La devise de l’Union européenne : « L’union dans la diversité » … pour rester poli … mon Q !!!

Ouais ! La devise de l’Union européenne : « L’union dans la diversité » … pour rester poli … mon Q ! Je signe et je persiste.

Quelques définitions … histoire de comprendre un peu !

J’ai essayé de voir un peu clair dans cette usine à gaz qu’est l’Europe :

1 — C’est quoi le Conseil européen ?  « Le Conseil européen est une institution qui réunit les chefs d'État ou chefs de gouvernement des vingt-huit (27 vu que l’Angleterre ne fait plus partie) états membres de l'Union européenne, sous la tutelle d'un président chargé de faciliter l'apparition d'un compromis. » [1]

2 — Comment est nommé le président du Conseil européen ? Autrement dit celui qui va remplacer l’inénarrable Junker.
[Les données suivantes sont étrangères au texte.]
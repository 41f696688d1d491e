//! Dark/light theme controller.
//!
//! Reads the stored preference at load, applies the dark marker class to the
//! page root, and flips it on each activation of the optional toggle control.
//! The toggle label always names the theme the next click will switch to.
//!
//! TRADE-OFFS
//! ==========
//! Every toggle re-reads the store instead of trusting in-memory state, so a
//! preference written by another tab is honored on the next click. Two tabs
//! writing concurrently resolve last-write-wins.

#[cfg(test)]
#[path = "theme_test.rs"]
mod theme_test;

use std::rc::Rc;

use crate::config::ThemeConfig;
use crate::dom::{Document, Element};
use crate::error::UiError;
use crate::storage::{PreferenceStore, ThemePreference};

/// Applied visual theme.
#[derive(Clone, Copy, Debug, Default, PartialEq, Eq)]
pub enum Theme {
    #[default]
    Light,
    Dark,
}

impl Theme {
    /// Theme implied by a stored preference. No preference means light, so
    /// the first toggle on a fresh store switches to dark.
    #[must_use]
    pub fn from_preference(pref: Option<ThemePreference>) -> Self {
        match pref {
            Some(ThemePreference::Enabled) => Self::Dark,
            Some(ThemePreference::Disabled) | None => Self::Light,
        }
    }

    #[must_use]
    pub fn toggled(self) -> Self {
        match self {
            Self::Light => Self::Dark,
            Self::Dark => Self::Light,
        }
    }

    #[must_use]
    pub fn preference(self) -> ThemePreference {
        match self {
            Self::Light => ThemePreference::Disabled,
            Self::Dark => ThemePreference::Enabled,
        }
    }
}

/// Owns the preference store and the elements the theme touches.
pub struct ThemeController<S, E> {
    store: S,
    root: E,
    toggle: Option<E>,
    config: ThemeConfig,
}

impl<S: PreferenceStore, E: Element> ThemeController<S, E> {
    #[must_use]
    pub fn new(store: S, root: E, toggle: Option<E>, config: ThemeConfig) -> Self {
        Self { store, root, toggle, config }
    }

    #[must_use]
    pub fn has_toggle(&self) -> bool {
        self.toggle.is_some()
    }

    /// Theme currently recorded in the store.
    ///
    /// # Errors
    ///
    /// Propagates store read failures.
    pub fn current(&self) -> Result<Theme, UiError> {
        let pref = ThemePreference::load(&self.store, &self.config.storage_key)?;
        Ok(Theme::from_preference(pref))
    }

    /// Apply the stored theme at page load.
    ///
    /// Only a stored dark preference mutates the page and the store; the
    /// light case just syncs the toggle label.
    ///
    /// # Errors
    ///
    /// Propagates store and DOM failures.
    pub fn initialize(&self) -> Result<Theme, UiError> {
        let theme = self.current()?;
        match theme {
            Theme::Dark => self.apply(theme)?,
            Theme::Light => self.set_label(theme),
        }
        log::debug!("theme initialized: {theme:?}");
        Ok(theme)
    }

    /// Flip the theme based on a fresh read of the store and persist it.
    ///
    /// # Errors
    ///
    /// Propagates store and DOM failures.
    pub fn toggle(&self) -> Result<Theme, UiError> {
        let next = self.current()?.toggled();
        self.apply(next)?;
        log::debug!("theme toggled: {next:?}");
        Ok(next)
    }

    fn apply(&self, theme: Theme) -> Result<(), UiError> {
        match theme {
            Theme::Dark => self.root.add_class(&self.config.dark_class)?,
            Theme::Light => self.root.remove_class(&self.config.dark_class)?,
        }
        theme.preference().save(&self.store, &self.config.storage_key)?;
        self.set_label(theme);
        Ok(())
    }

    fn set_label(&self, theme: Theme) {
        let Some(toggle) = &self.toggle else {
            return;
        };
        let label = match theme {
            Theme::Light => &self.config.dark_label,
            Theme::Dark => &self.config.light_label,
        };
        toggle.set_text(label);
    }
}

/// Locate the theme elements, apply the stored theme, and wire the toggle.
///
/// A missing toggle control leaves the feature inert; a missing page root is
/// an error.
///
/// # Errors
///
/// Returns [`UiError::MissingElement`] for a missing root, or any store/DOM
/// failure from initialization.
pub fn install<D, S>(doc: &D, store: S, config: &ThemeConfig) -> Result<Rc<ThemeController<S, D::Element>>, UiError>
where
    D: Document,
    S: PreferenceStore + 'static,
{
    let root = doc.require(&config.root_selector)?;
    let toggle = doc.query(&config.toggle_selector)?;
    let controller = Rc::new(ThemeController::new(store, root, toggle, config.clone()));
    controller.initialize()?;

    match &controller.toggle {
        Some(toggle) => {
            let handle = Rc::clone(&controller);
            toggle.on_click(Box::new(move || handle.toggle().map(|_| ())))?;
            log::info!("theme toggle wired to {}", config.toggle_selector);
        }
        None => log::warn!("no theme toggle matching {}; toggle disabled", config.toggle_selector),
    }
    Ok(controller)
}
//! In-memory page used by unit tests.
//!
//! Elements are matched by exact selector string. Removed elements stay
//! inspectable through their handles but no longer match queries.

use std::cell::{Cell, RefCell};
use std::collections::BTreeSet;
use std::rc::Rc;

use super::{ClickHandler, Document, Element};
use crate::error::UiError;

#[derive(Default)]
struct Node {
    selector: String,
    classes: RefCell<BTreeSet<String>>,
    text: RefCell<String>,
    detached: Cell<bool>,
    handlers: RefCell<Vec<ClickHandler>>,
}

#[derive(Clone)]
pub(crate) struct FakeElement(Rc<Node>);

impl FakeElement {
    pub(crate) fn has_class(&self, class: &str) -> bool {
        self.0.classes.borrow().contains(class)
    }

    pub(crate) fn text(&self) -> String {
        self.0.text.borrow().clone()
    }

    pub(crate) fn is_attached(&self) -> bool {
        !self.0.detached.get()
    }

    pub(crate) fn listener_count(&self) -> usize {
        self.0.handlers.borrow().len()
    }

    /// Run every click handler in registration order, stopping at the first
    /// error.
    pub(crate) fn click(&self) -> Result<(), UiError> {
        let mut handlers = self.0.handlers.borrow_mut();
        for handler in handlers.iter_mut() {
            handler()?;
        }
        Ok(())
    }
}

impl Element for FakeElement {
    fn add_class(&self, class: &str) -> Result<(), UiError> {
        self.0.classes.borrow_mut().insert(class.to_owned());
        Ok(())
    }

    fn remove_class(&self, class: &str) -> Result<(), UiError> {
        self.0.classes.borrow_mut().remove(class);
        Ok(())
    }

    fn set_text(&self, text: &str) {
        text.clone_into(&mut *self.0.text.borrow_mut());
    }

    fn remove(&self) {
        self.0.detached.set(true);
    }

    fn on_click(&self, handler: ClickHandler) -> Result<(), UiError> {
        self.0.handlers.borrow_mut().push(handler);
        Ok(())
    }
}

#[derive(Clone, Default)]
pub(crate) struct FakeDocument {
    nodes: Rc<RefCell<Vec<FakeElement>>>,
}

impl FakeDocument {
    pub(crate) fn new() -> Self {
        Self::default()
    }

    /// Append an element matched by `selector` and return its handle.
    pub(crate) fn add(&self, selector: &str) -> FakeElement {
        let element = FakeElement(Rc::new(Node { selector: selector.to_owned(), ..Node::default() }));
        self.nodes.borrow_mut().push(element.clone());
        element
    }

    /// Page with a root, toggle, close control and message using default selectors.
    pub(crate) fn standard() -> Self {
        let doc = Self::new();
        doc.add("body");
        doc.add(".toggle-theme");
        doc.add(".close");
        doc.add(".message");
        doc
    }

    /// Handle to the first attached element matching `selector`.
    pub(crate) fn find(&self, selector: &str) -> Option<FakeElement> {
        self.nodes
            .borrow()
            .iter()
            .find(|el| el.is_attached() && el.0.selector == selector)
            .cloned()
    }
}

impl Document for FakeDocument {
    type Element = FakeElement;

    fn query(&self, selector: &str) -> Result<Option<FakeElement>, UiError> {
        Ok(self.find(selector))
    }
}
« [2] L'article 17 du traité sur l'Union européenne, amendé par le traité de Lisbonne, détermine la procédure de nomination du président et de son équipe : dans un premier temps, le Conseil européen désigne, à la majorité qualifiée, un candidat à la présidence de la Commission « en tenant compte des élections au Parlement européen, et après avoir procédé aux consultations appropriées ». Le Parlement européen doit ensuite élire ce candidat « à la majorité des membres qui le composent » (soit 376 voix sur 750 membres). Le Conseil doit ensuite adopter, en accord avec le président, une liste de candidats aux postes de commissaire (un par État membre). Le candidat doit alors faire approuver, en accord avec le Conseil, son équipe et son programme par le Parlement. Enfin, le président et son équipe sont nommés à la majorité qualifiée par le Conseil."

Si je ne suis pas trop largué, cela veut dire qu’actuellement, le Conseil européen avec sa ribambelle de chefs d’État et Jupiter ou « Jupy-t’es-rien » en personne discutaillent en se crêpant le chignon pour élire ce président du Conseil :

En lice, pour le Plan « A » quatre noms sont sortis pour le moment du chapeau :

— L’allemand Manfred Weber.

— Le néerlandais Frans Timmermans.

— La danoise Margrethe Vestager.

— Le français Michel Barnier.

Notons des plans : « B, C, D, […] X, Y, Z » qui seraient prêts à sortir d’autres chapeaux.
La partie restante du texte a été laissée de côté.